# ASSIGNMENT:
Filter the records, keeping every line that has the string "oldest".

# EXTRACTED ENTRIES:

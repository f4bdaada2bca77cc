//! The fleet-wide handshake budget. The gateway drops the whole fleet if more
//! than `max_concurrency` sessions start within one window, so every Identify
//! in every group passes through the single queue owned by the orchestrator.

use std::collections::VecDeque;
use std::time::Duration;

use tokio::sync::mpsc;
use tokio::time::Instant;
use tracing::debug;

// -----------------------------------------------------------------------------
// ----- Constants -------------------------------------------------------------

pub const HANDSHAKE_WINDOW: Duration = Duration::from_millis(5000);

// -----------------------------------------------------------------------------
// ----- WindowLimiter ---------------------------------------------------------

/// Sliding window: any span of `window` contains at most `max` grants.
/// Pure bookkeeping; the caller does the sleeping.
#[derive(Debug, Clone)]
pub struct WindowLimiter {
    max: usize,
    window: Duration,
    /// The last `max` grant instants, oldest first.
    grants: VecDeque<Instant>,
}

impl WindowLimiter {
    pub fn new(max: u32, window: Duration) -> Self {
        let max = max.max(1) as usize;
        Self {
            max,
            window,
            grants: VecDeque::with_capacity(max),
        }
    }

    /// Reserve the earliest slot at or after `now` and return it.
    pub fn schedule(&mut self, now: Instant) -> Instant {
        let mut at = now;
        if let Some(last) = self.grants.back() {
            at = at.max(*last);
        }
        if self.grants.len() == self.max {
            if let Some(oldest) = self.grants.front() {
                at = at.max(*oldest + self.window);
            }
        }

        self.grants.push_back(at);
        if self.grants.len() > self.max {
            self.grants.pop_front();
        }
        at
    }
}

// -----------------------------------------------------------------------------
// ----- HandshakeQueue --------------------------------------------------------

/// FIFO in front of a `WindowLimiter`. Items come out of the grant channel no
/// faster than the limiter allows, in the order they were pushed.
#[derive(Debug)]
pub struct HandshakeQueue<T> {
    tx: mpsc::UnboundedSender<T>,
}

impl<T> Clone for HandshakeQueue<T> {
    fn clone(&self) -> Self {
        Self {
            tx: self.tx.clone(),
        }
    }
}

impl<T: Send + 'static> HandshakeQueue<T> {
    /// The queue task stops once every `HandshakeQueue` clone is dropped or
    /// `grants` is closed.
    pub fn spawn(max_concurrency: u32, window: Duration, grants: mpsc::UnboundedSender<T>) -> Self {
        let (tx, mut rx) = mpsc::unbounded_channel::<T>();

        tokio::spawn(async move {
            let mut limiter = WindowLimiter::new(max_concurrency, window);

            while let Some(item) = rx.recv().await {
                let at = limiter.schedule(Instant::now());
                tokio::time::sleep_until(at).await;

                if grants.send(item).is_err() {
                    break;
                }
            }
            debug!("handshake queue stopped");
        });

        Self { tx }
    }

    /// Returns `false` when the queue has stopped.
    pub fn push(&self, item: T) -> bool {
        self.tx.send(item).is_ok()
    }
}

// -----------------------------------------------------------------------------
// ----- Tests -----------------------------------------------------------------


// -----------------------------------------------------------------------------
// -----------------------------------------------------------------------------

# WRITTEN RESPONSE:
    /// The last `max` grant instants, oldest first.
            if let Some(oldest) = self.grants.front() {
                at = at.max(*oldest + self.window);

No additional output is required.